Evolution become therefore a hope. We hope no-one can show the orbital years, which rule evolution, are not radiometric years.
Religion anyone? Fake religion anyone? Pure hope with no apparent substantiation.
The one certainty we now have (in 2022) is that evolution provides no certainty.
For those who see through the Spirit the truths in Scripture, certainty is now sure.
Regards,
Ian Shears
First off – evolution does exist, as any farmer or pet breeder who is involved in animal breeding can attest to. ID proponents call this microevolution.
Darwin bolstered his idea through the observation of artificial selection, as opposed to natural selection. The latter is undirected, while the former is clearly directed.

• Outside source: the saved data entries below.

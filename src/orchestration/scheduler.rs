//! Scheduler for plan execution.
//!
//! The Scheduler walks an [`ExecutionPlan`], dispatching every task whose
//! predecessors have settled to the [`TaskRunner`], up to a concurrency
//! limit. Tasks blocked by a failure upstream are skipped without being
//! invoked. Outcomes are aggregated into a [`RunReport`].

use crate::core::{EdgeKind, ErrorPolicy, ExecutionPlan, TaskId, TaskStatus};
use crate::orchestration::context::{RunContext, RunOptions};
use crate::orchestration::report::{RunReport, TaskOutcome, TaskReport};
use crate::orchestration::runner::TaskRunner;
use crate::{slog, slog_debug, slog_warn};
use futures::stream::{FuturesUnordered, StreamExt};
use petgraph::graph::NodeIndex;
use std::collections::HashMap;
use std::time::{Duration, Instant};
use tokio::sync::mpsc;

/// Events emitted by the scheduler for task lifecycle changes.
///
/// These events allow external components (like the CLI progress output) to
/// react to task state changes without polling.
#[derive(Debug, Clone, PartialEq, Eq)]
pub enum SchedulerEvent {
    /// A task's action was dispatched.
    TaskStarted { task_id: TaskId },
    /// A task completed successfully.
    TaskSucceeded { task_id: TaskId, elapsed: Duration },
    /// A task failed, panicked or timed out.
    TaskFailed { task_id: TaskId, error: String },
    /// A task was not invoked because `blocked_by` failed.
    TaskSkipped { task_id: TaskId, blocked_by: TaskId },
    /// Every task in the plan has settled.
    AllTasksComplete {
        succeeded: usize,
        failed: usize,
        skipped: usize,
    },
}

/// Whether a pending task can start.
#[derive(Debug, PartialEq, Eq)]
enum Readiness {
    /// Some predecessor has not settled yet.
    Waiting,
    /// Every predecessor settled and none blocks the task.
    Ready,
    /// A predecessor did not succeed; carries the failed task at the root.
    Blocked(TaskId),
}

/// Drives one plan to completion.
pub struct Scheduler {
    runner: TaskRunner,
    options: RunOptions,
    /// Channel for emitting scheduler events.
    event_tx: Option<mpsc::UnboundedSender<SchedulerEvent>>,
}

impl Scheduler {
    pub fn new(runner: TaskRunner, options: RunOptions) -> Self {
        Self {
            runner,
            options,
            event_tx: None,
        }
    }

    pub fn with_events(mut self, event_tx: Option<mpsc::UnboundedSender<SchedulerEvent>>) -> Self {
        self.event_tx = event_tx;
        self
    }

    fn emit(&self, event: SchedulerEvent) {
        if let Some(tx) = &self.event_tx {
            let _ = tx.send(event);
        }
    }

    /// Policy a sequence edge applies when the step before it did not succeed.
    fn effective_policy(&self, policy: Option<ErrorPolicy>) -> ErrorPolicy {
        policy.unwrap_or(if self.options.continue_on_error {
            ErrorPolicy::Continue
        } else {
            ErrorPolicy::FailFast
        })
    }

    fn readiness(&self, plan: &ExecutionPlan, index: NodeIndex, ctx: &RunContext) -> Readiness {
        let predecessors = plan.predecessors(index);
        let mut statuses = Vec::with_capacity(predecessors.len());
        for (pred, kind) in predecessors {
            let status = ctx.status(&plan.task_at(pred).id);
            if !status.is_settled() {
                return Readiness::Waiting;
            }
            statuses.push((pred, kind, status));
        }

        for (pred, kind, status) in statuses {
            let cause = match status {
                TaskStatus::Succeeded => continue,
                TaskStatus::Skipped { blocked_by } => blocked_by,
                _ => plan.task_at(pred).id.clone(),
            };
            let blocks = match kind {
                EdgeKind::Dependency => true,
                EdgeKind::Sequence { policy } => {
                    self.effective_policy(policy) == ErrorPolicy::FailFast
                }
            };
            if blocks {
                return Readiness::Blocked(cause);
            }
        }
        Readiness::Ready
    }

    fn skip(
        &self,
        ctx: &mut RunContext,
        reports: &mut HashMap<NodeIndex, TaskReport>,
        index: NodeIndex,
        id: &TaskId,
        blocked_by: TaskId,
    ) {
        slog_debug!("skip task={} blocked_by={}", id, blocked_by);
        ctx.mark_skipped(id, blocked_by.clone());
        self.emit(SchedulerEvent::TaskSkipped {
            task_id: id.clone(),
            blocked_by: blocked_by.clone(),
        });
        reports.insert(index, TaskReport::skipped(id.clone(), blocked_by));
    }

    /// Run every task of `plan`, recording state in `ctx`.
    ///
    /// Returns once every task has settled. Action failures are recorded in
    /// the report, never returned as errors.
    pub async fn execute(&self, plan: &ExecutionPlan, ctx: &mut RunContext) -> RunReport {
        let started = Instant::now();
        let max_parallel = self.options.max_parallel.max(1);
        let mut reports: HashMap<NodeIndex, TaskReport> = HashMap::new();
        let mut pending: Vec<NodeIndex> = plan.node_indices().collect();
        let mut running = FuturesUnordered::new();
        let mut first_failure: Option<TaskId> = None;

        slog!(
            "run={} executing {} tasks (max_parallel={})",
            ctx.id.short(),
            plan.len(),
            max_parallel
        );

        loop {
            let halted_by = if self.options.fail_fast {
                first_failure.clone()
            } else {
                None
            };

            // Plan order is topological, so a skip settles its dependents
            // within the same pass.
            let mut still_pending = Vec::with_capacity(pending.len());
            for index in pending.drain(..) {
                let task = plan.task_at(index);
                if let Some(cause) = &halted_by {
                    self.skip(ctx, &mut reports, index, &task.id, cause.clone());
                    continue;
                }
                match self.readiness(plan, index, ctx) {
                    Readiness::Waiting => still_pending.push(index),
                    Readiness::Blocked(cause) => {
                        self.skip(ctx, &mut reports, index, &task.id, cause);
                    }
                    Readiness::Ready if running.len() < max_parallel => {
                        slog_debug!("dispatch task={}", task.id);
                        ctx.mark_running(&task.id);
                        self.emit(SchedulerEvent::TaskStarted {
                            task_id: task.id.clone(),
                        });
                        let action_ctx = ctx.action_context(task);
                        let runner = &self.runner;
                        running.push(async move { (index, runner.run(task, action_ctx).await) });
                    }
                    Readiness::Ready => still_pending.push(index),
                }
            }
            pending = still_pending;

            let Some((index, report)) = running.next().await else {
                break;
            };

            let id = &plan.task_at(index).id;
            match &report.outcome {
                TaskOutcome::Succeeded => {
                    ctx.mark_succeeded(id);
                    self.emit(SchedulerEvent::TaskSucceeded {
                        task_id: id.clone(),
                        elapsed: report.elapsed,
                    });
                }
                TaskOutcome::Failed { reason } => {
                    slog_warn!("task={} failed: {}", id, reason);
                    ctx.mark_failed(id, reason.clone());
                    first_failure.get_or_insert_with(|| id.clone());
                    self.emit(SchedulerEvent::TaskFailed {
                        task_id: id.clone(),
                        error: reason.to_string(),
                    });
                }
                TaskOutcome::Skipped { .. } => {}
            }
            reports.insert(index, report);
        }

        // Unreachable for an acyclic plan; report leftovers rather than drop them.
        for index in pending {
            let id = plan.task_at(index).id.clone();
            slog_warn!("task={} never became ready", id);
            let cause = first_failure.clone().unwrap_or_else(|| id.clone());
            self.skip(ctx, &mut reports, index, &id, cause);
        }

        let tasks: Vec<TaskReport> = plan
            .node_indices()
            .filter_map(|index| reports.remove(&index))
            .collect();

        let report = RunReport {
            run_id: ctx.id,
            requested: ctx.requested.clone(),
            tasks,
            first_failure,
            elapsed: started.elapsed(),
        };
        slog!(
            "run={} finished: {} succeeded, {} failed, {} skipped",
            ctx.id.short(),
            report.succeeded(),
            report.failed(),
            report.skipped()
        );
        self.emit(SchedulerEvent::AllTasksComplete {
            succeeded: report.succeeded(),
            failed: report.failed(),
            skipped: report.skipped(),
        });
        report
    }
}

I will not here discuss the steps involved that through mutations and then natural selection new functions and organs can appear, through steps of lesser organs of lesser functionality, that however give an edge to survivability or at least are neutral, until further changes in the genes enhance their functionality when expressed in the phenotype. The eye is a fine example, from a simple photoreceptor to the most advanced eyes in birds and the Mantis shrimp.
What I want to talk about is given a designer, what kind of designer is he/she/it when one observes what is happening in the natural world. As a former lab tech and agrologist, hunter and fisherman I can only hope I never meet this entity, which to me as an observer of the natural world is nothing short of an exquisite sadist.
This sadism finds its expression in anything from the way the predator-prey relationship works, with animals, need to kill other animals, and in an often most painful way, to the inordinate amount of sophisticated parasitism that is far more common than just the simple kill and eat mechanism.
As a lab tech I had to intimately study the live cycles of many parasites like tapeworms and flukes, that among non vertebrates have the most astonishing life cycles to torture and sometimes kill (accidentally often, but not always so) their host, and are a plague to animals and us human animal as well. The nematodes (roundworms) of course are also well represented in this panopticon of cruelty, from the hookworms, trichinella, ascaridida, trichinella, guinea worms etc. all exquisite in causing suffering and pain in the host to its final destruction.
As the author referred to, there are also the cycles of insects like the botflies, the various parasitic wasps that lay their eggs into the living host so the larvae can kill the body from eating it alive from the inside. There are even wasps that act in conjunction with viruses to suppress the immune system. Some of the parasites can even control the behavior of the host so it performs actions that are needed so the parasite can further develop.
And then there is of course the vast kingdom of the viruses and bacteria, which plague everything alive, from the flesh-eating bacteria to the more fun inducing syphilis, which is said to affect the libido so it can propagate even faster.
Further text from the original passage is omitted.